Gather all lines from the material that contain the word "blank".

__RECORDS FOR THIS EXERCISE__.
• • •

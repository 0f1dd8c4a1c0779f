//! Inbound verification request shape.

use base64::{engine::general_purpose, Engine as _};
use serde::{Deserialize, Serialize};

use crate::types::{ProjectMetadata, Result, VerifyError};
use xc3_analyzer::DocumentInput;

#[cfg(feature = "typescript")]
use ts_rs::TS;

/// Project verification request as sent by the registration form.
#[derive(Debug, Clone, Serialize, Deserialize)]
#[cfg_attr(feature = "typescript", derive(TS))]
#[cfg_attr(feature = "typescript", ts(export))]
#[serde(rename_all = "camelCase")]
pub struct VerifyRequest {
    pub project: ProjectMetadata,
    #[serde(default)]
    pub documents: Vec<DocumentUpload>,
}

/// One uploaded supporting document.
#[derive(Debug, Clone, Serialize, Deserialize)]
#[cfg_attr(feature = "typescript", derive(TS))]
#[cfg_attr(feature = "typescript", ts(export))]
#[serde(rename_all = "camelCase")]
pub struct DocumentUpload {
    pub file_name: String,
    /// Declared MIME type; blank classifies as unsupported
    #[serde(default)]
    pub mime_type: String,
    /// Base64 content, optionally as a `data:` URL
    pub content: String,
}

impl DocumentUpload {
    /// Decode the base64 content.
    pub fn decode(&self) -> Result<Vec<u8>> {
        let payload = match self.content.split_once(";base64,") {
            Some((prefix, data)) if prefix.starts_with("data:") => data,
            _ => self.content.as_str(),
        };

        general_purpose::STANDARD
            .decode(payload.trim())
            .map_err(|e| {
                VerifyError::InvalidRequest(format!(
                    "document '{}' is not valid base64: {}",
                    self.file_name, e
                ))
            })
    }
}

impl VerifyRequest {
    /// Split into project metadata and decoded document inputs.
    pub fn into_inputs(self) -> Result<(ProjectMetadata, Vec<DocumentInput>)> {
        let mut documents = Vec::with_capacity(self.documents.len());
        for upload in &self.documents {
            let bytes = upload.decode()?;
            documents.push(DocumentInput::new(&upload.file_name, &upload.mime_type, bytes));
        }

        Ok((self.project, documents))
    }
}

#[cfg(test)]
mod tests {
    use super::*;

    #[test]
    fn test_parse_wire_request() {
        let request: VerifyRequest = serde_json::from_str(
            r#"{
                "project": {
                    "name": "Wind Park",
                    "location": "Texas, USA",
                    "methodology": "CDM",
                    "vintageYear": 2024,
                    "estimatedTCO2e": 45000
                },
                "documents": [
                    { "fileName": "pdd.pdf", "mimeType": "application/pdf", "content": "JVBERi0xLjc=" }
                ]
            }"#,
        )
        .unwrap();

        let (metadata, inputs) = request.into_inputs().unwrap();
        assert_eq!(metadata.vintage_year, 2024);
        assert_eq!(inputs.len(), 1);
        assert_eq!(inputs[0].file_name, "pdd.pdf");
        assert_eq!(inputs[0].raw_bytes, b"%PDF-1.7");
    }

    #[test]
    fn test_data_url_prefix_stripped() {
        let upload = DocumentUpload {
            file_name: "notes.txt".to_string(),
            mime_type: "text/plain".to_string(),
            content: "data:text/plain;base64,aGVsbG8=".to_string(),
        };
        assert_eq!(upload.decode().unwrap(), b"hello");
    }

    #[test]
    fn test_malformed_content_rejected() {
        let request = VerifyRequest {
            project: ProjectMetadata::default(),
            documents: vec![DocumentUpload {
                file_name: "scan.png".to_string(),
                mime_type: "image/png".to_string(),
                content: "%%%".to_string(),
            }],
        };

        let error = request.into_inputs().unwrap_err();
        assert!(matches!(error, VerifyError::InvalidRequest(_)));
        assert!(error.to_string().contains("scan.png"));
    }

    #[test]
    fn test_empty_content_decodes_to_empty_document() {
        let upload = DocumentUpload {
            file_name: "blank.pdf".to_string(),
            mime_type: "application/pdf".to_string(),
            content: String::new(),
        };
        assert!(upload.decode().unwrap().is_empty());
    }
}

• • •

__TASK OUTPUT__.
    /// Declared MIME type; blank classifies as unsupported
            file_name: "blank.pdf".to_string(),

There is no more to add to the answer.